**Instructions for the task**: Provide only the number of lines in the records below that include "body".

[Dataset excerpts]
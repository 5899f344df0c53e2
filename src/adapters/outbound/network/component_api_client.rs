use crate::adapters::outbound::component_payload::ComponentPayload;
use crate::component_hierarchy::domain::Component;
use crate::ports::outbound::{AuthHeaderProvider, ComponentRepository};
use crate::shared::security::validate_identifier;
use crate::shared::Result;
use anyhow::Context;
use async_trait::async_trait;
use std::time::Duration;

/// Connection settings for the fleet component API
#[derive(Debug, Clone, PartialEq, Eq)]
pub struct ApiSettings {
    pub base_url: String,
    pub timeout: Duration,
    pub max_retries: u32,
}

impl ApiSettings {
    pub const DEFAULT_TIMEOUT_SECS: u64 = 30;
    pub const DEFAULT_MAX_RETRIES: u32 = 3;

    pub fn new(base_url: impl Into<String>) -> Self {
        Self {
            base_url: base_url.into(),
            timeout: Duration::from_secs(Self::DEFAULT_TIMEOUT_SECS),
            max_retries: Self::DEFAULT_MAX_RETRIES,
        }
    }
}

/// HttpComponentRepository adapter fetching a vessel's components from the
/// fleet API
///
/// Issues `GET {base}/components/vessel/{id}` with the configured
/// `Authorization` header. Failed attempts are retried with a linear
/// back-off; the last error is returned once the retries are used up.
pub struct HttpComponentRepository {
    client: reqwest::Client,
    base_url: String,
    max_retries: u32,
    auth: Box<dyn AuthHeaderProvider>,
}

impl HttpComponentRepository {
    pub fn new(settings: ApiSettings, auth: Box<dyn AuthHeaderProvider>) -> Result<Self> {
        let user_agent = format!("fleet-components/{}", env!("CARGO_PKG_VERSION"));
        let client = reqwest::Client::builder()
            .timeout(settings.timeout)
            .user_agent(user_agent)
            .build()?;

        Ok(Self {
            client,
            base_url: settings.base_url.trim_end_matches('/').to_string(),
            max_retries: settings.max_retries.max(1),
            auth,
        })
    }

    fn endpoint(&self, vessel_id: &str) -> String {
        format!(
            "{}/components/vessel/{}",
            self.base_url,
            urlencoding::encode(vessel_id)
        )
    }

    fn parse_payload(body: &str) -> Result<Vec<Component>> {
        let components = ComponentPayload::parse(body).context(
            "Component API returned a body that is neither a component list nor {\"data\": [...]}",
        )?;
        Ok(components)
    }

    async fn fetch_once(&self, url: &str) -> Result<Vec<Component>> {
        let mut request = self.client.get(url);
        if let Some(header) = self.auth.authorization_header() {
            request = request.header(reqwest::header::AUTHORIZATION, header);
        }

        let response = request.send().await?;
        let status = response.status();
        if !status.is_success() {
            anyhow::bail!("Component API returned status code {}", status);
        }

        let body = response.text().await?;
        Self::parse_payload(&body)
    }
}

#[async_trait]
impl ComponentRepository for HttpComponentRepository {
    async fn fetch_by_vessel(&self, vessel_id: &str) -> Result<Vec<Component>> {
        validate_identifier(vessel_id, "Vessel id")?;
        let url = self.endpoint(vessel_id);

        let mut attempt = 1;
        loop {
            match self.fetch_once(&url).await {
                Ok(components) => return Ok(components),
                Err(e) if attempt >= self.max_retries => {
                    return Err(e.context(format!(
                        "giving up after {} attempt(s)",
                        self.max_retries
                    )))
                }
                Err(_) => {
                    tokio::time::sleep(Duration::from_millis(200 * attempt as u64)).await;
                    attempt += 1;
                }
            }
        }
    }
}

#[cfg(test)]
mod tests {
    use super::*;
    use crate::adapters::outbound::network::StaticTokenProvider;

    fn repository(base_url: &str, max_retries: u32) -> HttpComponentRepository {
        let settings = ApiSettings {
            base_url: base_url.to_string(),
            timeout: Duration::from_secs(2),
            max_retries,
        };
        HttpComponentRepository::new(settings, Box::new(StaticTokenProvider::none())).unwrap()
    }

    #[test]
    fn test_endpoint_trims_trailing_slash_and_encodes_id() {
        let repo = repository("https://fleet.example.com/api/", 1);
        assert_eq!(
            repo.endpoint("V 100"),
            "https://fleet.example.com/api/components/vessel/V%20100"
        );
    }

    #[test]
    fn test_parse_payload_accepts_bare_array() {
        let components = HttpComponentRepository::parse_payload(
            r#"[{"id": 1, "name": "Engine", "isMounted": true}]"#,
        )
        .unwrap();
        assert_eq!(components.len(), 1);
        assert_eq!(components[0].name, "Engine");
    }

    #[test]
    fn test_parse_payload_accepts_data_wrapper() {
        let components = HttpComponentRepository::parse_payload(
            r#"{"data": [{"id": 1}, {"id": 2, "parentComponentId": 1}]}"#,
        )
        .unwrap();
        assert_eq!(components.len(), 2);
        assert_eq!(components[1].parent_component_id, 1);
    }

    #[test]
    fn test_parse_payload_rejects_other_shapes() {
        let result = HttpComponentRepository::parse_payload(r#"{"items": []}"#);
        assert!(result.is_err());
    }

    #[tokio::test]
    async fn test_fetch_rejects_unsafe_vessel_id() {
        let repo = repository("http://127.0.0.1:9", 1);
        let err = repo.fetch_by_vessel("../admin").await.unwrap_err();
        assert!(err.to_string().contains("Vessel id"));
    }

    #[tokio::test]
    async fn test_fetch_reports_unreachable_host() {
        // Port 9 (discard) is not listening on loopback in test environments
        let repo = repository("http://127.0.0.1:9", 2);
        let err = repo.fetch_by_vessel("V-1").await.unwrap_err();
        assert!(format!("{:#}", err).contains("giving up after 2 attempt(s)"));
    }
}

**Reply to the task**: 5